Give the entries again, word for word.

- _DATA FOR THIS TASK_
##############################

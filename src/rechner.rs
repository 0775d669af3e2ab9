//! Der Rechner: partitionieren, Arbeiter starten, auf alle warten, reduzieren.

use std::fmt;
use std::thread;

use rayon::prelude::*; // Für die Rayon-Strategie.
use tracing::{debug, info, warn};

use crate::anfrage::Anfrage;
use crate::arbeiter::teilsumme;
use crate::fehler::{Fehler, Result};
use crate::partition::{partitioniere, Partition};
use crate::reduktion::reduziere;
use crate::stoppuhr::Stoppuhr;

/// Wie die Arbeiter ausgeführt werden.
#[derive(Debug, Clone, Copy, PartialEq, Eq, Default)]
pub enum Strategie {
    /// Ein frisch gestarteter Betriebssystem-Thread pro Arbeiter.
    #[default]
    Threads,
    /// Ein pro Aufruf neu gebauter Rayon-Pool mit genau `threads` Threads.
    Rayon,
}

impl fmt::Display for Strategie {
    fn fmt(&self, f: &mut fmt::Formatter<'_>) -> fmt::Result {
        match self {
            Strategie::Threads => write!(f, "threads"),
            Strategie::Rayon => write!(f, "rayon"),
        }
    }
}

/// Ergebnis eines Aufrufs von [`PiRechner::berechne`].
#[derive(Debug, Clone, Copy, PartialEq)]
pub struct Ergebnis {
    pub pi: f64,             // Angenäherter Pi Wert.
    pub dauer_sekunden: f64, // Wanddauer von Start bis Join der Arbeiter.
}

/// Die zentrale Struktur für die parallele Integration.
///
/// Kann beliebig oft mit [`PiRechner::berechne`] benutzt und mit
/// [`PiRechner::neu_konfigurieren`] auf andere Werte umgestellt werden.
#[derive(Debug)]
pub struct PiRechner {
    anfrage: Anfrage,
    strategie: Strategie,
    teilergebnisse: Vec<f64>,   // Ein Platz pro Arbeiter, indiziert nach Arbeiter-ID.
    letztes: Option<Ergebnis>,  // Wird bei jedem erfolgreichen Aufruf überschrieben.
}

impl PiRechner {
    /// Erstellt einen Rechner. Nicht positive Werte werden sofort abgelehnt.
    pub fn konfiguriere(intervalle: i64, threads: i64) -> Result<Self> {
        let anfrage = Anfrage::neu(intervalle, threads)?;
        melde_überbelegung(&anfrage);

        Ok(PiRechner {
            anfrage,
            strategie: Strategie::default(),
            teilergebnisse: Vec::new(),
            letztes: None,
        })
    }

    /// Setzt die Ausführungsstrategie.
    pub fn mit_strategie(mut self, strategie: Strategie) -> Self {
        self.strategie = strategie;
        self
    }

    /// Stellt einen bestehenden Rechner auf neue Werte um. Bei ungültigen Werten
    /// bleibt die alte Konfiguration erhalten.
    pub fn neu_konfigurieren(&mut self, intervalle: i64, threads: i64) -> Result<()> {
        let anfrage = Anfrage::neu(intervalle, threads)?;
        melde_überbelegung(&anfrage);
        self.anfrage = anfrage;
        Ok(())
    }

    pub fn setze_strategie(&mut self, strategie: Strategie) {
        self.strategie = strategie;
    }

    pub fn anfrage(&self) -> Anfrage {
        self.anfrage
    }

    pub fn strategie(&self) -> Strategie {
        self.strategie
    }

    /// Letztes vollständiges Ergebnis, `None` vor dem ersten Aufruf.
    pub fn letztes_ergebnis(&self) -> Option<Ergebnis> {
        self.letztes
    }

    /// Dauer des letzten erfolgreichen Aufrufs; stammt immer aus demselben Lauf wie
    /// [`PiRechner::letztes_ergebnis`].
    pub fn dauer_sekunden(&self) -> Option<f64> {
        self.letztes.map(|e| e.dauer_sekunden)
    }

    /// Teilsummen des letzten erfolgreichen Aufrufs in Reihenfolge der Arbeiter-ID.
    pub fn teilergebnisse(&self) -> &[f64] {
        &self.teilergebnisse
    }

    /// Führt einen kompletten Durchlauf aus und gibt Pi und die Dauer zurück.
    ///
    /// Kehrt erst zurück, wenn alle Arbeiter fertig sind.
    pub fn berechne(&mut self) -> Result<Ergebnis> {
        let starte: Starter = match self.strategie {
            Strategie::Threads => starte_threads,
            Strategie::Rayon => starte_rayon,
        };
        self.führe_aus(starte)
    }

    /// Ein Durchlauf mit gegebener Ausführung. Puffer, Ergebnis und Dauer werden nur
    /// übernommen, wenn alle Arbeiter erfolgreich gestartet und fertig geworden sind.
    fn führe_aus<F>(&mut self, starte: F) -> Result<Ergebnis>
    where
        F: FnOnce(&[Partition], u64, &mut [f64]) -> Result<()>,
    {
        let intervalle = self.anfrage.intervalle();
        let threads = self.anfrage.threads();

        let partitionen = partitioniere(intervalle, threads);
        let leer = partitionen.iter().filter(|p| p.ist_leer()).count();
        debug!(intervalle, threads, leer, strategie = %self.strategie, "Partitionen erstellt");

        // Frischer Ergebnispuffer für diesen Aufruf.
        let mut plätze = vec![0.0; threads];

        let mut stoppuhr = Stoppuhr::new();
        stoppuhr.starte();
        let lauf = starte(&partitionen, intervalle, &mut plätze);
        stoppuhr.stoppe();
        lauf?;

        let pi = reduziere(&plätze);
        let dauer_sekunden = stoppuhr.sekunden().unwrap_or_default();
        let ergebnis = Ergebnis { pi, dauer_sekunden };

        info!(
            intervalle,
            threads,
            strategie = %self.strategie,
            pi,
            dauer_sekunden,
            "Berechnung abgeschlossen"
        );

        self.teilergebnisse = plätze;
        self.letztes = Some(ergebnis);
        Ok(ergebnis)
    }
}

type Starter = fn(&[Partition], u64, &mut [f64]) -> Result<()>;

fn melde_überbelegung(anfrage: &Anfrage) {
    if anfrage.überbelegt() {
        warn!(
            intervalle = anfrage.intervalle(),
            threads = anfrage.threads(),
            "Mehr Threads als Intervalle, einige Arbeiter bleiben ohne Arbeit"
        );
    }
}

/// Ein benannter Thread pro Partition. Jeder Thread besitzt exklusiv seinen Platz im Puffer;
/// das Ende des Scopes ist die Join-Barriere.
fn starte_threads(partitionen: &[Partition], intervalle: u64, plätze: &mut [f64]) -> Result<()> {
    thread::scope(|scope| -> Result<()> {
        for (id, (platz, &partition)) in plätze.iter_mut().zip(partitionen).enumerate() {
            thread::Builder::new()
                .name(format!("pi-arbeiter-{id}"))
                .spawn_scoped(scope, move || {
                    *platz = teilsumme(partition, intervalle);
                })
                .map_err(|quelle| Fehler::ThreadStart {
                    arbeiter: id,
                    quelle,
                })?;
        }
        debug!(arbeiter = partitionen.len(), "Alle Arbeiter gestartet, warte auf Join");
        Ok(())
    })
}

/// Frischer Rayon-Pool mit genau so vielen Threads wie Partitionen; wird nach dem Aufruf verworfen.
fn starte_rayon(partitionen: &[Partition], intervalle: u64, plätze: &mut [f64]) -> Result<()> {
    let pool = rayon::ThreadPoolBuilder::new()
        .num_threads(partitionen.len())
        .thread_name(|i| format!("pi-rayon-{i}"))
        .build()?;

    pool.install(|| {
        plätze
            .par_iter_mut()
            .zip(partitionen.par_iter())
            .for_each(|(platz, &partition)| {
                *platz = teilsumme(partition, intervalle);
            });
    });
    Ok(())
}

##############################

- _EXERCISE OUTPUT_
filename src/rechner.rs
repository 0775d669af3e2ab9
//! Der Rechner: partitionieren, Arbeiter starten, auf alle warten, reduzieren.

use std::fmt;
use std::thread;

use rayon::prelude::*; // Für die Rayon-Strategie.
use tracing::{debug, info, warn};

use crate::anfrage::Anfrage;
use crate::arbeiter::teilsumme;
use crate::fehler::{Fehler, Result};
use crate::partition::{partitioniere, Partition};
use crate::reduktion::reduziere;
use crate::stoppuhr::Stoppuhr;

/// Wie die Arbeiter ausgeführt werden.
#[derive(Debug, Clone, Copy, PartialEq, Eq, Default)]
pub enum Strategie {
    /// Ein frisch gestarteter Betriebssystem-Thread pro Arbeiter.
    #[default]
    Threads,
    /// Ein pro Aufruf neu gebauter Rayon-Pool mit genau `threads` Threads.
    Rayon,
}

impl fmt::Display for Strategie {
    fn fmt(&self, f: &mut fmt::Formatter<'_>) -> fmt::Result {
        match self {
            Strategie::Threads => write!(f, "threads"),
            Strategie::Rayon => write!(f, "rayon"),
        }
    }
}

/// Ergebnis eines Aufrufs von [`PiRechner::berechne`].
#[derive(Debug, Clone, Copy, PartialEq)]
pub struct Ergebnis {
    pub pi: f64,             // Angenäherter Pi Wert.
    pub dauer_sekunden: f64, // Wanddauer von Start bis Join der Arbeiter.
}

/// Die zentrale Struktur für die parallele Integration.
///
/// Kann beliebig oft mit [`PiRechner::berechne`] benutzt und mit
/// [`PiRechner::neu_konfigurieren`] auf andere Werte umgestellt werden.
#[derive(Debug)]
pub struct PiRechner {
    anfrage: Anfrage,
    strategie: Strategie,
    teilergebnisse: Vec<f64>,   // Ein Platz pro Arbeiter, indiziert nach Arbeiter-ID.
    letztes: Option<Ergebnis>,  // Wird bei jedem erfolgreichen Aufruf überschrieben.
}

impl PiRechner {
    /// Erstellt einen Rechner. Nicht positive Werte werden sofort abgelehnt.
    pub fn konfiguriere(intervalle: i64, threads: i64) -> Result<Self> {
        let anfrage = Anfrage::neu(intervalle, threads)?;
        melde_überbelegung(&anfrage);

        Ok(PiRechner {
            anfrage,
            strategie: Strategie::default(),
            teilergebnisse: Vec::new(),
            letztes: None,
        })
    }

    /// Setzt die Ausführungsstrategie.
    pub fn mit_strategie(mut self, strategie: Strategie) -> Self {
        self.strategie = strategie;
        self
    }

    /// Stellt einen bestehenden Rechner auf neue Werte um. Bei ungültigen Werten
    /// bleibt die alte Konfiguration erhalten.
    pub fn neu_konfigurieren(&mut self, intervalle: i64, threads: i64) -> Result<()> {
        let anfrage = Anfrage::neu(intervalle, threads)?;
        melde_überbelegung(&anfrage);
        self.anfrage = anfrage;
        Ok(())
    }

    pub fn setze_strategie(&mut self, strategie: Strategie) {
        self.strategie = strategie;
    }

    pub fn anfrage(&self) -> Anfrage {
        self.anfrage
    }

    pub fn strategie(&self) -> Strategie {
        self.strategie
    }

    /// Letztes vollständiges Ergebnis, `None` vor dem ersten Aufruf.
    pub fn letztes_ergebnis(&self) -> Option<Ergebnis> {
        self.letztes
    }

    /// Dauer des letzten erfolgreichen Aufrufs; stammt immer aus demselben Lauf wie
    /// [`PiRechner::letztes_ergebnis`].
    pub fn dauer_sekunden(&self) -> Option<f64> {
        self.letztes.map(|e| e.dauer_sekunden)
    }

    /// Teilsummen des letzten erfolgreichen Aufrufs in Reihenfolge der Arbeiter-ID.
    pub fn teilergebnisse(&self) -> &[f64] {
        &self.teilergebnisse
    }

    /// Führt einen kompletten Durchlauf aus und gibt Pi und die Dauer zurück.
    ///
    /// Kehrt erst zurück, wenn alle Arbeiter fertig sind.
    pub fn berechne(&mut self) -> Result<Ergebnis> {
        let starte: Starter = match self.strategie {
            Strategie::Threads => starte_threads,
            Strategie::Rayon => starte_rayon,
        };
        self.führe_aus(starte)
    }

    /// Ein Durchlauf mit gegebener Ausführung. Puffer, Ergebnis und Dauer werden nur
    /// übernommen, wenn alle Arbeiter erfolgreich gestartet und fertig geworden sind.
    fn führe_aus<F>(&mut self, starte: F) -> Result<Ergebnis>
    where
        F: FnOnce(&[Partition], u64, &mut [f64]) -> Result<()>,
    {
        let intervalle = self.anfrage.intervalle();
        let threads = self.anfrage.threads();

        let partitionen = partitioniere(intervalle, threads);
        let leer = partitionen.iter().filter(|p| p.ist_leer()).count();
        debug!(intervalle, threads, leer, strategie = %self.strategie, "Partitionen erstellt");

        // Frischer Ergebnispuffer für diesen Aufruf.
        let mut plätze = vec![0.0; threads];

        let mut stoppuhr = Stoppuhr::new();
        stoppuhr.starte();
        let lauf = starte(&partitionen, intervalle, &mut plätze);
        stoppuhr.stoppe();
        lauf?;

        let pi = reduziere(&plätze);
        let dauer_sekunden = stoppuhr.sekunden().unwrap_or_default();
        let ergebnis = Ergebnis { pi, dauer_sekunden };

        info!(
            intervalle,
            threads,
            strategie = %self.strategie,
            pi,
            dauer_sekunden,
            "Berechnung abgeschlossen"
        );

        self.teilergebnisse = plätze;
        self.letztes = Some(ergebnis);
        Ok(ergebnis)
    }
}

type Starter = fn(&[Partition], u64, &mut [f64]) -> Result<()>;

fn melde_überbelegung(anfrage: &Anfrage) {
    if anfrage.überbelegt() {
        warn!(
            intervalle = anfrage.intervalle(),
            threads = anfrage.threads(),
            "Mehr Threads als Intervalle, einige Arbeiter bleiben ohne Arbeit"
        );
    }
}

/// Ein benannter Thread pro Partition. Jeder Thread besitzt exklusiv seinen Platz im Puffer;
/// das Ende des Scopes ist die Join-Barriere.
fn starte_threads(partitionen: &[Partition], intervalle: u64, plätze: &mut [f64]) -> Result<()> {
    thread::scope(|scope| -> Result<()> {
        for (id, (platz, &partition)) in plätze.iter_mut().zip(partitionen).enumerate() {
            thread::Builder::new()
                .name(format!("pi-arbeiter-{id}"))
                .spawn_scoped(scope, move || {
                    *platz = teilsumme(partition, intervalle);
                })
                .map_err(|quelle| Fehler::ThreadStart {
                    arbeiter: id,
                    quelle,
                })?;
        }
        debug!(arbeiter = partitionen.len(), "Alle Arbeiter gestartet, warte auf Join");
        Ok(())
    })
}

/// Frischer Rayon-Pool mit genau so vielen Threads wie Partitionen; wird nach dem Aufruf verworfen.
fn starte_rayon(partitionen: &[Partition], intervalle: u64, plätze: &mut [f64]) -> Result<()> {
    let pool = rayon::ThreadPoolBuilder::new()
        .num_threads(partitionen.len())
        .thread_name(|i| format!("pi-rayon-{i}"))
        .build()?;

    pool.install(|| {
        plätze
            .par_iter_mut()
            .zip(partitionen.par_iter())
            .for_each(|(platz, &partition)| {
                *platz = teilsumme(partition, intervalle);
            });
    });
    Ok(())
}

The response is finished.